Defense attorney John Cantrell said Wilhite’s descriptions of the shooter changed, that she at first only saw him from the bridge of the nose as the car stopped in front of the house with the window rolled about halfway down. Later, she said she saw his goatee. Cantrell, who primarily practices in Hammond, also put forward that most criminals wouldn’t use their own car when committing such a deadly drive-by shooting and that Wyatt’s best friend, in fact, borrowed it for a short period of time on July 22, the day after the shooting.

What was interesting in the prosecution’s statements Thursday was the apparent acknowledgment that Wyatt acted “in concert with an unknown subject,” but Chaille said it wasn’t important. It was only Wyatt who was on trial.

When Ruffin was shot, it was Wyatt’s car that was seen on camera video rounding the corner from a parking lot at East Pontiac and Lillie streets. Wilhite’s identification of Wyatt and the fact that a shell casing from the .223 caliber rifle was found in Wyatt’s car that matched shell casings at the crime scene.

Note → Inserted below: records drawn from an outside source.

//! Transactional execution with compensating cleanup.

use crate::error::MigrateResult;
use tw_core::{DdlBuilder, TableName};
use tw_db::{Connection, Transaction};

/// Run `body` inside a transaction on `conn`.
///
/// On success the transaction is committed and `true` is returned. On failure
/// `table` is dropped if it exists (for backends whose DDL is not
/// transactional), the transaction is rolled back, the error is logged and
/// `false` is returned. Errors raised during cleanup are logged as warnings
/// and never replace the original error.
pub fn run_in_transaction<C, F>(conn: &C, builder: &DdlBuilder, table: &TableName, body: F) -> bool
where
    C: Connection + ?Sized,
    F: FnOnce(&C) -> MigrateResult<()>,
{
    let physical = builder.physical_table(table);
    let tx = match Transaction::begin(conn) {
        Ok(tx) => tx,
        Err(e) => {
            log::error!("> error: could not start transaction for {physical}: {e}");
            return false;
        }
    };

    match body(conn) {
        Ok(()) => match tx.commit() {
            Ok(()) => {
                log::info!("> Transaction with {physical} was processed");
                true
            }
            Err(e) => {
                // the failed guard has already rolled back
                drop_if_present(conn, builder, table, &physical);
                log::error!("> error: {e}");
                false
            }
        },
        Err(e) => {
            drop_if_present(conn, builder, table, &physical);
            if let Err(rollback_err) = tx.rollback() {
                log::warn!("Rollback for {physical} failed: {rollback_err}");
            }
            log::error!("> error: {e}");
            false
        }
    }
}

fn drop_if_present<C: Connection + ?Sized>(
    conn: &C,
    builder: &DdlBuilder,
    table: &TableName,
    physical: &str,
) {
    match conn.list_table_names() {
        Ok(names) if names.contains(physical) => {
            log::info!("> drop table {physical} after failure");
            if let Err(e) = conn.execute(&builder.drop_table(table, true)) {
                log::warn!("Compensating drop of {physical} failed: {e}");
            }
        }
        Ok(_) => {}
        Err(e) => log::warn!("Could not list tables while cleaning up {physical}: {e}"),
    }
}

#[cfg(test)]
#[path = "orchestrator_test.rs"]
mod tests;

But what about the 9mm shell casings matched to a SCCY handgun taken from a couple of Fort Wayne guys pulled over in a traffic stop in Grand Rapids, Michigan? It was determined that the gun was used in the shooting, too, but who owned it and who had it was never revealed, something Cantrell emphasized.

The crime could have gone the other way. Wyatt was one of seven people at his grandmother’s house on Holton Street on July 18 when it was shot up. Grandma Loretta Masterson, sitting outside the courthouse, told WANE 15 that there were so many bullets, she couldn’t count them. The daybed where one of her grands normally sleeps had four bullets, he wasn’t sleeping there that night.

Everyone was furious when the house got shot up in the middle of the night and blamed Ruffin. In a detective report leaked on Facebook in 2020, bad blood existed between Ruffin and Wyatt’s brother, Sir Thomas Billingsley, whose name came up constantly in the trial, but he was never questioned or on the stand.

Cantrell maintained that there was yet another brother who could have been part of the revenge taken when Ruffin’s home was shot up. Ruffin was sitting on his front porch, trying to repair an off-brand ring doorbell device when he was surprised and killed, by a screwdriver close by.

The three homes – Lillie Street, 4002 Monroe, and his grandmother’s house on Holton – are a stone’s throw from each other. No more than a mile separates them, and the families know each other, some are related. Will another murder be committed in retaliation, one of the main reasons for homicides in the city, according to detectives.

It was unusual that the jury didn’t find Wyatt guilty of the gun enhancement. It could have been Chaille’s explanation that made them think he might not have been the trigger man. Chaille maintained that Wyatt was holding the 9mm with his left hand, holding it out of the driver’s side window, and noted that Wyatt was left-handed.

It was someone sitting in the back seat who leveled the .223 rifle at Ruffin and Wilhite, Chaille postulated.

When the verdict was read, Wyatt reacted emotionally, holding back sobs. “I work,” he told his attorney. “I had nothing to do with it.”

Outside the court, Cantrell said the text Wyatt sent, asking his friends to “hold it down,” referred to a court appearance he was making the next day because he had violated probation. Cantrell said that and other facts will most likely be part of an appeal. His interview is uploaded here.

Wyatt will be sentenced on Oct. 6 at 2:30 p.m.